_What to do:_ Find every line in the records below that contains "body", and copy it.
-------- Material provided --------
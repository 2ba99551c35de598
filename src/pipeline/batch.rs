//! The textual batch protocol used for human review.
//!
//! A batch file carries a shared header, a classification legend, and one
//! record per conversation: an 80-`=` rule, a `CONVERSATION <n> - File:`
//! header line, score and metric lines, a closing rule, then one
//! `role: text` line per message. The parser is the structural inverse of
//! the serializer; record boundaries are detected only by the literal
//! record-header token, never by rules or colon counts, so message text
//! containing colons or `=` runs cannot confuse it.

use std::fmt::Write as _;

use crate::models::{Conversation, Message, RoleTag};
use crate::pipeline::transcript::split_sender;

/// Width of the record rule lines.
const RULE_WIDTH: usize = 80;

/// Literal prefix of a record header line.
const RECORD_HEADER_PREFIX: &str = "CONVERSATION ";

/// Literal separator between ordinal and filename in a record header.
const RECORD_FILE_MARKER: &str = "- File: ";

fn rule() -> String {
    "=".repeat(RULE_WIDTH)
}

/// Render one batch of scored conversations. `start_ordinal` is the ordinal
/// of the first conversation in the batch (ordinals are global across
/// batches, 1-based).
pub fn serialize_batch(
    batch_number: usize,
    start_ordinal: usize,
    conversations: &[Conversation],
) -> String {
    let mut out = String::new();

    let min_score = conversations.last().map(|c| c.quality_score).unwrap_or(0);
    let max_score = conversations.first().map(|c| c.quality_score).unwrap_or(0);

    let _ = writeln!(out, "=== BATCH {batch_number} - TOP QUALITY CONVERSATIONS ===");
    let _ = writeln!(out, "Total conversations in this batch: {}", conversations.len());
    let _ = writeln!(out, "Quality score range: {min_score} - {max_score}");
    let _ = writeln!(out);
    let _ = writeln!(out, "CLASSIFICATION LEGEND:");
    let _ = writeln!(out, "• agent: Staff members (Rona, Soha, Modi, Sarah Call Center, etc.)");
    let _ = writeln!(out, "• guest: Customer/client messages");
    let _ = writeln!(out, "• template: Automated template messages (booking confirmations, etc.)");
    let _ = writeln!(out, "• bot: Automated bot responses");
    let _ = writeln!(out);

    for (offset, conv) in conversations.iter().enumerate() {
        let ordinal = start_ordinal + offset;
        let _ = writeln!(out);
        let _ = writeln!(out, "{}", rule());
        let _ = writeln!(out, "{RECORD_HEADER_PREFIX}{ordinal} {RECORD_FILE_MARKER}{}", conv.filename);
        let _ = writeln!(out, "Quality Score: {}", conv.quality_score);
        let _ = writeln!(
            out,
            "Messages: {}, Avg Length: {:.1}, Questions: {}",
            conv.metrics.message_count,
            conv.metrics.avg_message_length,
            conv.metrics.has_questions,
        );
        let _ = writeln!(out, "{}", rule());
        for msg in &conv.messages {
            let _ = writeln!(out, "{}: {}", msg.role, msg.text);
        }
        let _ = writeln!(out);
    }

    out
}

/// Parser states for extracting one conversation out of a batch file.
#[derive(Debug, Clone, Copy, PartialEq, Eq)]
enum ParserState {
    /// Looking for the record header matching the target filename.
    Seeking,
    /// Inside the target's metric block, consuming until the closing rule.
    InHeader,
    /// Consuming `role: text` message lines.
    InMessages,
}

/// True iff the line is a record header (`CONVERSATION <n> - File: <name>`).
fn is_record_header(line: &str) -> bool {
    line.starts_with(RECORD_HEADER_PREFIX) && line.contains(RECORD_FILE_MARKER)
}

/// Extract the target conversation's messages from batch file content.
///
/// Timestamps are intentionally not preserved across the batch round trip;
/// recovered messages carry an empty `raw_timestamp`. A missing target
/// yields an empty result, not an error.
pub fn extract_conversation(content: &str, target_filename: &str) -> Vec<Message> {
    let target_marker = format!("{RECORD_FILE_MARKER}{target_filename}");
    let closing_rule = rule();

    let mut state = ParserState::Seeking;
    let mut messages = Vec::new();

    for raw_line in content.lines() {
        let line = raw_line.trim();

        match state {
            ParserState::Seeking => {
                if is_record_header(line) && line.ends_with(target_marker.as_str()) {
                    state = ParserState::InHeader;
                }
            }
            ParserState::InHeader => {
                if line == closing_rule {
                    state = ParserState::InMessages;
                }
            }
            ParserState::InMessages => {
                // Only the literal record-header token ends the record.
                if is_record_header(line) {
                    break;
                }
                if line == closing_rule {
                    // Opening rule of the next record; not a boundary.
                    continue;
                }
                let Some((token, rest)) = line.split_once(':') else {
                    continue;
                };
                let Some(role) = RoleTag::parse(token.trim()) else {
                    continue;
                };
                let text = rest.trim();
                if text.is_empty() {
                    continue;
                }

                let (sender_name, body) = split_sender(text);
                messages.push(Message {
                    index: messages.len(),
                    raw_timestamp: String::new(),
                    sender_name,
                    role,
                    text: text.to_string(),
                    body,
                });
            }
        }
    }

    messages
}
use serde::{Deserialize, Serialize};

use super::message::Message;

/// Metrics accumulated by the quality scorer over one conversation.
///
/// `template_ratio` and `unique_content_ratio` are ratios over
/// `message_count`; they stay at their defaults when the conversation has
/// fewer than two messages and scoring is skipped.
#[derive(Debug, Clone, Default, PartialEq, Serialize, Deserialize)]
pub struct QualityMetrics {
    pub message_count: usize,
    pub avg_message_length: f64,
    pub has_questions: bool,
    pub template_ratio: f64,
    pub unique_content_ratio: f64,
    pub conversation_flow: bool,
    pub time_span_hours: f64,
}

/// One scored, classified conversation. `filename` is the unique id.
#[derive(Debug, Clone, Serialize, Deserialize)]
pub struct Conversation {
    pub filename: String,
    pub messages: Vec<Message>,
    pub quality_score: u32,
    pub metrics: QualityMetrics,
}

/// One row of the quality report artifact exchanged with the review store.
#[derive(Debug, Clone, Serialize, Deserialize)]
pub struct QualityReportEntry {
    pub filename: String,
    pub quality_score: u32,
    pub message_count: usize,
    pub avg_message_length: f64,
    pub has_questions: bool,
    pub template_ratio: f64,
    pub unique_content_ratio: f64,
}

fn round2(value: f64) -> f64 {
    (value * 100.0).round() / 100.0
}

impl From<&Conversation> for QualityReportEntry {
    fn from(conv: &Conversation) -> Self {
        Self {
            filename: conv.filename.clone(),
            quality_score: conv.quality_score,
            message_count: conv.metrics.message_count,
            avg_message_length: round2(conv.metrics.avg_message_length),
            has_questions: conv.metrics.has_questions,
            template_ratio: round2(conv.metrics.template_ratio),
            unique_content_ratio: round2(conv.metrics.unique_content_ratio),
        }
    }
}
--------
_Reply to the task:_
                let (sender_name, body) = split_sender(text);
                    body,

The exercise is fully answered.